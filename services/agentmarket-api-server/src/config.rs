//! Server Configuration
//!
//! Layered configuration for the AgentMarket API server: optional config
//! file, `config/default`, `config/local`, then `AGENTMARKET__*` environment
//! variables. CLI flags are applied on top in `main`.

use std::net::SocketAddr;
use std::time::Duration;

use serde::{Deserialize, Serialize};

use agentmarket_api::{ApiConfig, MarketConfig, RateLimitConfig};
use agentmarket_db::DatabaseConfig as DbConfig;
use agentmarket_llm::{GeminiConfig, ProviderKind, DEFAULT_GEMINI_BASE_URL, DEFAULT_GEMINI_MODEL};

/// Server configuration
#[derive(Debug, Clone, Default, Serialize, Deserialize)]
pub struct ServerConfig {
    #[serde(default)]
    pub server: ServerSettings,

    #[serde(default)]
    pub database: DatabaseSettings,

    /// Model provider used by the prompt execution service
    #[serde(default)]
    pub llm: LlmSettings,

    #[serde(default)]
    pub api: ApiSettings,

    /// Public contract coordinates served at `/api/config`
    #[serde(default)]
    pub market: MarketConfig,

    #[serde(default)]
    pub logging: LoggingConfig,

    #[serde(default)]
    pub metrics: MetricsConfig,
}

/// Server binding settings
#[derive(Debug, Clone, Serialize, Deserialize)]
pub struct ServerSettings {
    #[serde(default = "default_host")]
    pub host: String,

    #[serde(default = "default_port")]
    pub port: u16,

    /// Grace period for in-flight requests after a shutdown signal
    #[serde(default = "default_shutdown_timeout")]
    pub shutdown_timeout_secs: u64,
}

impl Default for ServerSettings {
    fn default() -> Self {
        Self {
            host: default_host(),
            port: default_port(),
            shutdown_timeout_secs: default_shutdown_timeout(),
        }
    }
}

impl ServerSettings {
    pub fn socket_addr(&self) -> anyhow::Result<SocketAddr> {
        let addr = format!("{}:{}", self.host, self.port)
            .parse()
            .map_err(|e| anyhow::anyhow!("Invalid bind address {}:{}: {}", self.host, self.port, e))?;
        Ok(addr)
    }

    pub fn shutdown_timeout(&self) -> Duration {
        Duration::from_secs(self.shutdown_timeout_secs)
    }
}

/// Catalog store settings
#[derive(Debug, Clone, Serialize, Deserialize)]
pub struct DatabaseSettings {
    /// SQLite connection URL
    #[serde(default = "default_database_url")]
    pub url: String,

    #[serde(default = "default_max_connections")]
    pub max_connections: u32,

    #[serde(default = "default_min_connections")]
    pub min_connections: u32,

    #[serde(default = "default_acquire_timeout")]
    pub acquire_timeout_secs: u64,

    /// Run migrations on startup
    #[serde(default = "default_true")]
    pub run_migrations: bool,
}

impl Default for DatabaseSettings {
    fn default() -> Self {
        Self {
            url: default_database_url(),
            max_connections: default_max_connections(),
            min_connections: default_min_connections(),
            acquire_timeout_secs: default_acquire_timeout(),
            run_migrations: true,
        }
    }
}

impl DatabaseSettings {
    pub fn to_db_config(&self) -> DbConfig {
        DbConfig {
            url: self.url.clone(),
            max_connections: self.max_connections,
            min_connections: self.min_connections,
            acquire_timeout_secs: self.acquire_timeout_secs,
        }
    }
}

/// Model provider settings
#[derive(Debug, Clone, Serialize, Deserialize)]
pub struct LlmSettings {
    /// `gemini` or `static`
    #[serde(default = "default_llm_provider")]
    pub provider: String,

    #[serde(default)]
    pub api_key: Option<String>,

    #[serde(default = "default_llm_model")]
    pub model: String,

    #[serde(default = "default_llm_base_url")]
    pub base_url: String,

    #[serde(default = "default_llm_timeout")]
    pub timeout_secs: u64,
}

impl Default for LlmSettings {
    fn default() -> Self {
        Self {
            provider: default_llm_provider(),
            api_key: None,
            model: default_llm_model(),
            base_url: default_llm_base_url(),
            timeout_secs: default_llm_timeout(),
        }
    }
}

impl LlmSettings {
    /// Unknown provider names fall back to Gemini
    pub fn kind(&self) -> ProviderKind {
        ProviderKind::from_str(&self.provider).unwrap_or(ProviderKind::Gemini)
    }

    pub fn gemini(&self) -> Option<GeminiConfig> {
        self.api_key.as_ref().filter(|k| !k.is_empty()).map(|key| {
            GeminiConfig::new(key.clone())
                .with_model(self.model.clone())
                .with_base_url(self.base_url.clone())
                .with_timeout_secs(self.timeout_secs)
        })
    }
}

/// API settings
#[derive(Debug, Clone, Serialize, Deserialize)]
pub struct ApiSettings {
    #[serde(default = "default_true")]
    pub enable_cors: bool,

    #[serde(default = "default_cors_origins")]
    pub cors_origins: Vec<String>,

    #[serde(default = "default_true")]
    pub enable_compression: bool,

    #[serde(default = "default_true")]
    pub enable_tracing: bool,

    #[serde(default = "default_max_body_size")]
    pub max_body_size: usize,

    /// Requests admitted per client IP and window; 0 disables limiting
    #[serde(default = "default_rate_limit")]
    pub rate_limit: u32,

    #[serde(default = "default_rate_limit_window")]
    pub rate_limit_window_secs: u64,

    /// Key the rate limit on proxy headers; enable only behind a reverse proxy
    #[serde(default)]
    pub trust_proxy_headers: bool,
}

impl Default for ApiSettings {
    fn default() -> Self {
        Self {
            enable_cors: true,
            cors_origins: default_cors_origins(),
            enable_compression: true,
            enable_tracing: true,
            max_body_size: default_max_body_size(),
            rate_limit: default_rate_limit(),
            rate_limit_window_secs: default_rate_limit_window(),
            trust_proxy_headers: false,
        }
    }
}

impl ApiSettings {
    pub fn to_api_config(&self) -> ApiConfig {
        ApiConfig {
            enable_cors: self.enable_cors,
            cors_origins: self.cors_origins.clone(),
            enable_compression: self.enable_compression,
            enable_tracing: self.enable_tracing,
            rate_limit: RateLimitConfig {
                enabled: self.rate_limit > 0,
                requests_per_window: self.rate_limit,
                window: Duration::from_secs(self.rate_limit_window_secs),
                trust_proxy_headers: self.trust_proxy_headers,
            },
            max_body_size: self.max_body_size,
        }
    }
}

/// Logging configuration
#[derive(Debug, Clone, Serialize, Deserialize)]
pub struct LoggingConfig {
    /// Log level (trace, debug, info, warn, error)
    #[serde(default = "default_log_level")]
    pub level: String,

    /// Log format (json, pretty)
    #[serde(default = "default_log_format")]
    pub format: String,
}

impl Default for LoggingConfig {
    fn default() -> Self {
        Self {
            level: default_log_level(),
            format: default_log_format(),
        }
    }
}

/// Prometheus exporter configuration
#[derive(Debug, Clone, Serialize, Deserialize)]
pub struct MetricsConfig {
    #[serde(default = "default_true")]
    pub enabled: bool,

    /// Exporter port, separate from the API listener
    #[serde(default = "default_metrics_port")]
    pub port: Option<u16>,
}

impl Default for MetricsConfig {
    fn default() -> Self {
        Self {
            enabled: true,
            port: default_metrics_port(),
        }
    }
}

// =============================================================================
// Default Functions
// =============================================================================

fn default_host() -> String {
    "0.0.0.0".to_string()
}

fn default_port() -> u16 {
    3001
}

fn default_shutdown_timeout() -> u64 {
    5
}

fn default_database_url() -> String {
    agentmarket_db::DEFAULT_DATABASE_URL.to_string()
}

fn default_max_connections() -> u32 {
    10
}

fn default_min_connections() -> u32 {
    1
}

fn default_acquire_timeout() -> u64 {
    30
}

fn default_llm_provider() -> String {
    "gemini".to_string()
}

fn default_llm_model() -> String {
    DEFAULT_GEMINI_MODEL.to_string()
}

fn default_llm_base_url() -> String {
    DEFAULT_GEMINI_BASE_URL.to_string()
}

fn default_llm_timeout() -> u64 {
    60
}

fn default_cors_origins() -> Vec<String> {
    vec!["http://localhost:3000".to_string()]
}

fn default_max_body_size() -> usize {
    1024 * 1024
}

fn default_rate_limit() -> u32 {
    100
}

fn default_rate_limit_window() -> u64 {
    15 * 60
}

fn default_log_level() -> String {
    "info".to_string()
}

fn default_log_format() -> String {
    "pretty".to_string()
}

fn default_metrics_port() -> Option<u16> {
    Some(9090)
}

fn default_true() -> bool {
    true
}

// =============================================================================
// Configuration Loading
// =============================================================================

impl ServerConfig {
    /// Load configuration from an optional file, the default locations and
    /// `AGENTMARKET__SECTION__KEY` environment variables
    pub fn load(config_path: Option<&str>) -> anyhow::Result<Self> {
        let _ = dotenvy::dotenv();

        let mut builder = config::Config::builder();

        if let Some(path) = config_path {
            builder = builder.add_source(config::File::with_name(path).required(true));
        }

        builder = builder
            .add_source(config::File::with_name("config/default").required(false))
            .add_source(config::File::with_name("config/local").required(false))
            .add_source(
                config::Environment::with_prefix("AGENTMARKET")
                    .separator("__")
                    .try_parsing(true),
            );

        let config: ServerConfig = builder.build()?.try_deserialize()?;
        Ok(config)
    }

    /// Debug logging, static model provider, in-memory catalog, no limits
    pub fn development() -> Self {
        Self {
            database: DatabaseSettings {
                url: DbConfig::in_memory().url,
                max_connections: 1,
                ..Default::default()
            },
            llm: LlmSettings {
                provider: "static".to_string(),
                ..Default::default()
            },
            api: ApiSettings {
                rate_limit: 0,
                ..Default::default()
            },
            logging: LoggingConfig {
                level: "debug".to_string(),
                format: "pretty".to_string(),
            },
            metrics: MetricsConfig {
                enabled: false,
                port: None,
            },
            ..Default::default()
        }
    }
}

Exercise aim: List, from the entries above, every line in which the word "MarketConfig" shows up.

Exercise answer:
use agentmarket_api::{ApiConfig, MarketConfig, RateLimitConfig};
    pub market: MarketConfig,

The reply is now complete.